A similar concept to this optionality is just the idea of generating multiple threats for your opponents. This is a big part of chess. Since chess is turn-based and the pieces are the same on both sides, the way to gain ground against your opponent each turn is ideally to do multiple things in one move instead of one.. to generate two threats to your opponent instead of one. Or to both nullify an opponent’s threat and create a threat in the same move. It is difficult to defend two threats at once. Successfully building up your side’s capacity to attack faster than your opponent to the point where you can create two threats they’re forced to address with one single move is often decisive in victory. Think of forks and skewers, but also mating attacks. Up until a final strike, the best chess moves are “principled” rather than “tactical” in the sense that they each suggest a plurality of possible profound threats or concepts. It’s not “what are you going to do about this possible threat” but “I’m slowly working towards a moment when there are too many questions for you to answer and so you have lost.”

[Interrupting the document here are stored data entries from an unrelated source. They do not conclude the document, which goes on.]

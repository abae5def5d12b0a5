//! Default configuration values.

/// Minimum workers kept alive.
pub const DEFAULT_MIN_WORKERS: usize = 2;

/// Maximum workers the cluster will scale to.
pub const DEFAULT_MAX_WORKERS: usize = 8;

/// Backlog depth that triggers a scale-up.
pub const DEFAULT_SCALE_UP_THRESHOLD: usize = 10;

/// Backlog depth below which the cluster scales down.
pub const DEFAULT_SCALE_DOWN_THRESHOLD: usize = 2;

/// Concurrent jobs one worker will accept.
pub const DEFAULT_WORKER_CAPACITY: usize = 1;

/// Seconds between scaling evaluations.
pub const DEFAULT_SCALE_INTERVAL_SECS: u64 = 15;

/// Concurrent normal-class jobs admitted by the pool.
pub const DEFAULT_MAX_CONCURRENT_JOBS: usize = 10;

/// Concurrent large-file-class jobs admitted by the pool.
pub const DEFAULT_MAX_LARGE_FILE_CONCURRENT: usize = 2;

/// Payload size in megabytes that classifies a job as large.
pub const DEFAULT_LARGE_FILE_THRESHOLD_MB: u64 = 100;

/// Seconds before the sweep reclaims a scratch directory.
pub const DEFAULT_SCRATCH_MAX_AGE_SECS: u64 = 3_600;

/// Memory budget in megabytes.
pub const DEFAULT_MAX_MEMORY_USAGE_MB: u64 = 4_096;

/// Seconds between memory samples.
pub const DEFAULT_MEMORY_SAMPLE_INTERVAL_SECS: u64 = 5;

/// Extraction failures before the circuit opens.
pub const DEFAULT_FAILURE_THRESHOLD: u32 = 5;

/// Milliseconds the circuit stays open.
pub const DEFAULT_CIRCUIT_TIMEOUT_MS: u64 = 30_000;

/// Probe calls allowed while the circuit is half-open.
pub const DEFAULT_HALF_OPEN_MAX_CALLS: u32 = 4;

/// Seconds between circuit counter decay ticks.
pub const DEFAULT_BREAKER_MONITOR_INTERVAL_SECS: u64 = 60;

/// Retry attempts before a job permanently fails.
pub const DEFAULT_MAX_RETRIES: u32 = 3;

/// Milliseconds of backoff for the first retry.
pub const DEFAULT_BASE_DELAY_MS: u64 = 1_000;

/// Backoff ceiling in milliseconds.
pub const DEFAULT_MAX_DELAY_MS: u64 = 60_000;

/// Milliseconds between worker health checks.
pub const DEFAULT_WORKER_HEALTH_CHECK_INTERVAL_MS: u64 = 5_000;

/// Milliseconds between worker heartbeats.
pub const DEFAULT_HEARTBEAT_INTERVAL_MS: u64 = 2_000;

/// Milliseconds of heartbeat silence before a worker is considered failed.
pub const DEFAULT_HEARTBEAT_STALE_AFTER_MS: u64 = 15_000;

/// Hard per-job timeout in milliseconds.
pub const DEFAULT_JOB_TIMEOUT_MS: u64 = 300_000;

/// Resolution of the recovery manager's shared clock, in milliseconds.
pub const DEFAULT_CLOCK_RESOLUTION_MS: u64 = 250;

/// Crash-recovery lookback window in seconds.
pub const DEFAULT_RECOVERY_WINDOW_SECS: u64 = 3_600;
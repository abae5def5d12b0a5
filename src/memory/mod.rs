//! Memory pressure monitoring.
//!
//! The monitor samples process memory on a fixed interval, classifies the
//! current usage against the configured budget into a four-level pressure
//! state, and broadcasts transitions on a `watch` channel. The resource
//! pool is the only reader: it pauses intake on emergency and resumes once
//! pressure returns to normal.

mod monitor;
mod state;

pub use monitor::{MemoryMonitor, MemorySampler, ProcStatusSampler};
pub use state::{
    MemorySample, MemoryState, PressureLevel, CRITICAL_RATIO, EMERGENCY_RATIO, MAX_SAMPLE_HISTORY,
    WARNING_RATIO,
};
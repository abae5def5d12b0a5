//! Logging infrastructure for DocStream.
//!
//! Provides structured logging with file output and console output:
//! - Writes to `logs/docstream.log` (cleared on session start)
//! - Also prints to stdout for CLI tailing
//! - Multi-line pretty format for readability
//! - Configurable via RUST_LOG environment variable

use std::fs;
use std::io;
use std::path::Path;
use tracing_appender::non_blocking::WorkerGuard;
use tracing_subscriber::fmt::format::FmtSpan;
use tracing_subscriber::layer::SubscriberExt;
use tracing_subscriber::util::SubscriberInitExt;
use tracing_subscriber::EnvFilter;

/// Guard that must be kept alive for the duration of logging.
///
/// Dropping this guard will flush and close the log file writer.
pub struct LoggingGuard {
    _file_guard: WorkerGuard,
}

/// Initialize logging system.
///
/// Creates logs directory if needed, clears previous log file,
/// and sets up dual output to both file and stdout.
///
/// # Arguments
///
/// * `log_dir` - Directory for log files (e.g., "logs")
/// * `log_file` - Log filename (e.g., "docstream.log")
///
/// # Returns
///
/// LoggingGuard that must be kept alive for logging to work
///
/// # Errors
///
/// Returns error if log directory cannot be created or log file cannot be cleared
pub fn init_logging(log_dir: &str, log_file: &str) -> Result<LoggingGuard, io::Error> {
    fs::create_dir_all(log_dir)?;

    // Clear previous log file by writing empty content
    let log_path = Path::new(log_dir).join(log_file);
    fs::write(&log_path, "")?;

    let file_appender = tracing_appender::rolling::never(log_dir, log_file);
    let (non_blocking_file, file_guard) = tracing_appender::non_blocking(file_appender);

    let file_layer = tracing_subscriber::fmt::layer()
        .with_writer(non_blocking_file)
        .with_ansi(false) // No ANSI colors in file
        .with_span_events(FmtSpan::CLOSE)
        .pretty();

    let stdout_layer = tracing_subscriber::fmt::layer()
        .with_writer(io::stdout)
        .with_ansi(true) // ANSI colors for terminal
        .with_span_events(FmtSpan::CLOSE)
        .pretty();

    // Defaults to INFO if RUST_LOG not set
    let env_filter = EnvFilter::try_from_default_env().unwrap_or_else(|_| EnvFilter::new("info"));

    tracing_subscriber::registry()
        .with(env_filter)
        .with(file_layer)
        .with(stdout_layer)
        .init();

    Ok(LoggingGuard {
        _file_guard: file_guard,
    })
}

/// Get default log directory path.
pub fn default_log_dir() -> &'static str {
    "logs"
}

/// Get default log file name.
pub fn default_log_file() -> &'static str {
    "docstream.log"
}

#[cfg(test)]
mod tests {
    use super::*;

    #[test]
    fn test_default_paths() {
        assert_eq!(default_log_dir(), "logs");
        assert_eq!(default_log_file(), "docstream.log");
    }
}
//! Exponential backoff with jitter.

use rand::Rng;
use std::time::Duration;

/// Fraction of the delay added as random jitter (up to 10%).
pub const JITTER_RATIO: f64 = 0.10;

/// Computes the backoff delay for a retry attempt, without jitter.
///
/// `base × 2^(retry_count − 1)`, capped at `max`. A retry count of zero is
/// treated as the first attempt.
pub fn retry_delay(retry_count: u32, base: Duration, max: Duration) -> Duration {
    let attempt = retry_count.max(1);
    let shift = (attempt - 1).min(32);
    let millis = (base.as_millis() as u64).saturating_mul(1u64 << shift);
    Duration::from_millis(millis).min(max)
}

/// Adds up to [`JITTER_RATIO`] of random jitter to a delay, still capped at
/// `max`.
///
/// Jitter spreads retries from jobs that failed together (one dead worker
/// fails its whole assignment list at once).
pub fn jittered(delay: Duration, max: Duration) -> Duration {
    let ratio = rand::thread_rng().gen_range(0.0..=JITTER_RATIO);
    let with_jitter = delay + delay.mul_f64(ratio);
    with_jitter.min(max)
}

#[cfg(test)]
mod tests {
    use super::*;

    const BASE: Duration = Duration::from_millis(100);
    const MAX: Duration = Duration::from_secs(60);

    #[test]
    fn test_delay_doubles_per_attempt() {
        assert_eq!(retry_delay(1, BASE, MAX), Duration::from_millis(100));
        assert_eq!(retry_delay(2, BASE, MAX), Duration::from_millis(200));
        assert_eq!(retry_delay(3, BASE, MAX), Duration::from_millis(400));
        assert_eq!(retry_delay(4, BASE, MAX), Duration::from_millis(800));
    }

    #[test]
    fn test_delay_is_monotonic() {
        let mut previous = Duration::ZERO;
        for attempt in 1..=20 {
            let delay = retry_delay(attempt, BASE, MAX);
            assert!(delay >= previous, "attempt {} regressed", attempt);
            previous = delay;
        }
    }

    #[test]
    fn test_delay_caps_at_max() {
        assert_eq!(retry_delay(30, BASE, MAX), MAX);
        // Large retry counts must not overflow.
        assert_eq!(retry_delay(u32::MAX, BASE, MAX), MAX);
    }

    #[test]
    fn test_zero_retry_count_behaves_like_first() {
        assert_eq!(retry_delay(0, BASE, MAX), retry_delay(1, BASE, MAX));
    }

    #[test]
    fn test_jitter_bounded() {
        let delay = Duration::from_millis(1_000);
        for _ in 0..100 {
            let jittered = jittered(delay, MAX);
            assert!(jittered >= delay);
            assert!(jittered <= delay + delay.mul_f64(JITTER_RATIO));
        }
    }

    #[test]
    fn test_jitter_respects_max() {
        let delay = Duration::from_secs(60);
        for _ in 0..10 {
            assert!(jittered(delay, MAX) <= MAX);
        }
    }
}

I played some tennis growing up, and I’ve always thought of tennis like chess and I’m bad at both for the same reason. Like chess, one side starts with an advantage. The white pieces by having the privilege of moving first begin with an advantage of dictating where the game goes, and in theory each turn they can continue to create threats (or threats of threats) at a constant enough pace and persuasiveness to where the black pieces can never really get out from under the state of addressing threats rather than creating credible ones for their opponent (modern theory between grand masters can often minimize this but it is still not trivial and scary to play with black).
The white pieces start with more options.
Tennis shares this opening advantage. In fact, the server starts with a massive advantage. Even if we set aside that players are bigger and stronger than ever and they can often win immediate points on their serve, almost any serve is dangerous enough for the returner such that the server gets to dictate what the opening threat will be. He starts with options (wide, up the T, into the body). It’s notable that the servers win probability during a point is sharpest right here at the beginning with the returner faced with a spread of very persuasive threats, not wholly equipped to address them all right this minute. Like a goalkeeper facing a penalty kick, the presence of more than one serious threat is a direct factor in the win probability of the point (or the goal scoring probability of the kick taker where he can essentially force the keeper to be incorrect).
For decades, most servers would strive to maintain this opening advantage through forcing play (another chess analog). They would rush the net to cut off the angles their opponents have to return (limit their options), hoping their opponents continue to have only poor options for the duration of the point, hoping that the points end before these win probabilities equalize (before the black pieces can mitigate white’s advantage). Tennis differs from chess in that a tennis player’s optionality really only grows in an outsized way within this one register: space (well, also time — funny how these are always linked). In the modern game (if you set aside the opening serve and say the returner has largely equalized), and you talk about these more common longer rallies between superhuman athletes who can get to the far reaching corners of the court while maintaining depth in the shots they return back, the win probabilities during a point only really start to move again when the space starts to open up for one of the players. A short ball hit by one player means the other player can step in and cut down on the time his opponent has to cover the remaining space.
Now, tennis lacks the important variable that chess and soccer have which is the other pieces in relation to this space-time thing, and I’m veering off course, so.. back to soccer.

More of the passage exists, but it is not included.